Fry the small corn tortillas until golden brown, then transfer to a drying rack and sprinkle with salt. Set aside.
Tuna Tostada:
Marinate tuna in orange juice for at least an hour, then slice into ¼” thick strips.
Combine mayonnaise and chipotle peppers, blend using an immersion blender.
Dice leeks and fry until golden brown.
Assemble the tostada by spreading a thin layer of chipotle mayo on a fried tortilla, then top with tuna, avocado slices, and fried leeks.
Crab Tostada:
Toast pumpkin seeds in a fry pan until fragrant, being careful not to burn them.

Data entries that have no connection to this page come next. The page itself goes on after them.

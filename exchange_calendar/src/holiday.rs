//! Holiday records: date parsing and closure kinds.
//!
//! Holiday tables arrive as `("M/D/YYYY", kind)` string pairs - either from
//! the built-in US table or from a TOML config - and are validated strictly
//! here. Any malformed entry aborts calendar construction.

use chrono::NaiveDate;

use crate::errors::ConfigError;

/// Classification of an exchange holiday.
#[derive(Debug, Clone, Copy, PartialEq, Eq)]
pub enum HolidayKind {
    /// The exchange does not trade at all on this date.
    FullDay,
    /// The exchange trades a shortened session ending at the early close.
    EarlyClose,
}

impl HolidayKind {
    /// Parse a holiday kind string (`"full day"` or `"early close"`).
    pub fn parse(text: &str) -> Result<Self, ConfigError> {
        match text.trim() {
            "full day" => Ok(HolidayKind::FullDay),
            "early close" => Ok(HolidayKind::EarlyClose),
            other => Err(ConfigError::UnknownHolidayKind {
                kind: other.to_string(),
            }),
        }
    }
}

/// Parse a holiday datestring in `M/D/YYYY` form.
///
/// Month and day may be 1 or 2 digits (zero-padding optional); the year must
/// be exactly 4 digits. Leading and trailing whitespace is stripped. Anything
/// else - wrong component counts, non-digits, out-of-range dates - is a
/// [`ConfigError::InvalidHolidayDate`].
pub fn parse_holiday_date(text: &str) -> Result<NaiveDate, ConfigError> {
    let invalid = || ConfigError::InvalidHolidayDate {
        date: text.to_string(),
    };

    let trimmed = text.trim();
    let mut parts = trimmed.split('/');
    let (month, day, year) = match (parts.next(), parts.next(), parts.next(), parts.next()) {
        (Some(m), Some(d), Some(y), None) => (m, d, y),
        _ => return Err(invalid()),
    };
    if !is_digits(month, 1, 2) || !is_digits(day, 1, 2) || !is_digits(year, 4, 4) {
        return Err(invalid());
    }

    // Components are pure ASCII digits at this point, so parsing can only
    // fail on out-of-range values, which from_ymd_opt rejects anyway.
    let month: u32 = month.parse().map_err(|_| invalid())?;
    let day: u32 = day.parse().map_err(|_| invalid())?;
    let year: i32 = year.parse().map_err(|_| invalid())?;

    NaiveDate::from_ymd_opt(year, month, day).ok_or_else(invalid)
}

fn is_digits(s: &str, min_len: usize, max_len: usize) -> bool {
    (min_len..=max_len).contains(&s.len()) && s.bytes().all(|b| b.is_ascii_digit())
}

#[cfg(test)]
mod tests {
    use super::*;

    #[test]
    fn parses_padded_and_unpadded_dates() {
        let a = parse_holiday_date("1/1/2016").expect("parse");
        assert_eq!(a, NaiveDate::from_ymd_opt(2016, 1, 1).unwrap());

        let b = parse_holiday_date("11/25/2016").expect("parse");
        assert_eq!(b, NaiveDate::from_ymd_opt(2016, 11, 25).unwrap());

        let c = parse_holiday_date(" 07/04/2016 ").expect("parse");
        assert_eq!(c, NaiveDate::from_ymd_opt(2016, 7, 4).unwrap());
    }

    #[test]
    fn rejects_malformed_dates() {
        for bad in ["1/1/16", "2016-01-01", "13/1/2016", "2/30/2016", "a/b/2016", "1/1/2016/9", ""] {
            let err = parse_holiday_date(bad).expect_err("must fail");
            assert!(matches!(err, ConfigError::InvalidHolidayDate { .. }), "input {bad:?}");
        }
    }

    #[test]
    fn parses_kinds() {
        assert_eq!(HolidayKind::parse("full day").unwrap(), HolidayKind::FullDay);
        assert_eq!(HolidayKind::parse("early close").unwrap(), HolidayKind::EarlyClose);
        assert!(matches!(
            HolidayKind::parse("half day"),
            Err(ConfigError::UnknownHolidayKind { .. })
        ));
    }
}
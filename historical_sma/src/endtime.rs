//! End-instant normalization.
//!
//! Callers describe the end of the requested window as "now", a naive
//! wall-clock time, or a zone-tagged instant. Window resolution needs that
//! instant in the exchange's frame; the upstream source needs it as a
//! machine-local string. Both conversions happen here, strictly:
//! - A future end instant is an error, never clamped.
//! - An instant tagged with any zone other than the machine-local zone or
//!   the calendar's exchange zone is an error.
//! - A naive time that is ambiguous or nonexistent in the machine-local
//!   zone (DST fall-back / spring-forward) is an error.
//!
//! The wire string carries no zone on purpose: the upstream source rejects
//! daylight-saving zone abbreviations outright, so the connecting machine's
//! local time is sent bare and the source attaches the zone itself.

use chrono::{DateTime, Local, NaiveDateTime, TimeZone, Utc};
use chrono_tz::Tz;
use exchange_calendar::ExchangeCalendar;
use thiserror::Error;

/// Upstream format for the end-instant wire string (machine-local, no zone).
pub const END_WIRE_FORMAT: &str = "%Y%m%d %H:%M:%S";

/// The end of the requested window, as supplied by the caller.
#[derive(Debug, Clone, Copy)]
pub enum EndTime {
    /// The current wall-clock instant.
    Now,
    /// A naive wall-clock time, interpreted as machine-local.
    Naive(NaiveDateTime),
    /// An instant in the machine's local zone.
    MachineLocal(DateTime<Local>),
    /// An instant in the exchange's zone (must match the calendar's).
    Exchange(DateTime<Tz>),
}

/// An end instant normalized for both consumers.
#[derive(Debug, Clone, PartialEq)]
pub struct ResolvedEnd {
    /// The end instant in the exchange's frame, for window resolution.
    pub exchange: DateTime<Tz>,
    /// The machine-local wire string forwarded upstream.
    pub wire: String,
}

/// Rejected end instants.
#[derive(Debug, Error)]
pub enum EndTimeError {
    /// The end instant lies after the current clock.
    #[error("end instant {end} is in the future (now: {now})")]
    FutureEndTime {
        /// The rejected instant (UTC).
        end: DateTime<Utc>,
        /// The clock it was compared against (UTC).
        now: DateTime<Utc>,
    },

    /// The instant was tagged with a zone the calendar does not use.
    #[error("end instant zone {found} does not match the exchange zone {expected}")]
    ZoneMismatch {
        /// The calendar's zone.
        expected: Tz,
        /// The zone the caller supplied.
        found: Tz,
    },

    /// A naive time that occurs twice in the machine-local zone.
    #[error("end instant {0} is ambiguous in the machine-local zone (DST fall-back)")]
    AmbiguousLocalTime(NaiveDateTime),

    /// A naive time that never occurs in the machine-local zone.
    #[error("end instant {0} does not exist in the machine-local zone (DST spring-forward)")]
    NonexistentLocalTime(NaiveDateTime),
}

/// Normalize an end instant against the current wall clock.
pub fn resolve(end: EndTime, calendar: &ExchangeCalendar) -> Result<ResolvedEnd, EndTimeError> {
    resolve_at(end, calendar, Local::now())
}

/// Normalize an end instant against an explicit "now" (deterministic).
pub fn resolve_at(
    end: EndTime,
    calendar: &ExchangeCalendar,
    now: DateTime<Local>,
) -> Result<ResolvedEnd, EndTimeError> {
    use chrono::offset::LocalResult;

    let exchange_zone = calendar.timezone();
    let local: DateTime<Local> = match end {
        EndTime::Now => now,
        EndTime::Naive(naive) => match Local.from_local_datetime(&naive) {
            LocalResult::Single(dt) => dt,
            LocalResult::Ambiguous(_, _) => return Err(EndTimeError::AmbiguousLocalTime(naive)),
            LocalResult::None => return Err(EndTimeError::NonexistentLocalTime(naive)),
        },
        EndTime::MachineLocal(dt) => dt,
        EndTime::Exchange(dt) => {
            let found = dt.timezone();
            if found != exchange_zone {
                return Err(EndTimeError::ZoneMismatch {
                    expected: exchange_zone,
                    found,
                });
            }
            dt.with_timezone(&Local)
        }
    };

    if local > now {
        return Err(EndTimeError::FutureEndTime {
            end: local.with_timezone(&Utc),
            now: now.with_timezone(&Utc),
        });
    }

    Ok(ResolvedEnd {
        exchange: local.with_timezone(&exchange_zone),
        wire: local.format(END_WIRE_FORMAT).to_string(),
    })
}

Remove crab meat from the shell and smash avocado with salt and lime juice to make guacamole.
Spread a layer of guacamole on a tostada, then add crab meat and garnish with cilantro and toasted pumpkin seeds.
Shrimp Ceviche Tostada:
Peel and devein shrimp, then dice into small pieces.
Dice onion, bell pepper, and cucumber, and combine in a bowl with shrimp, lime juice, and salt.
Refrigerate the ceviche mixture for at least an hour.
Place ceviche on tostadas and top with avocado slices and cilantro.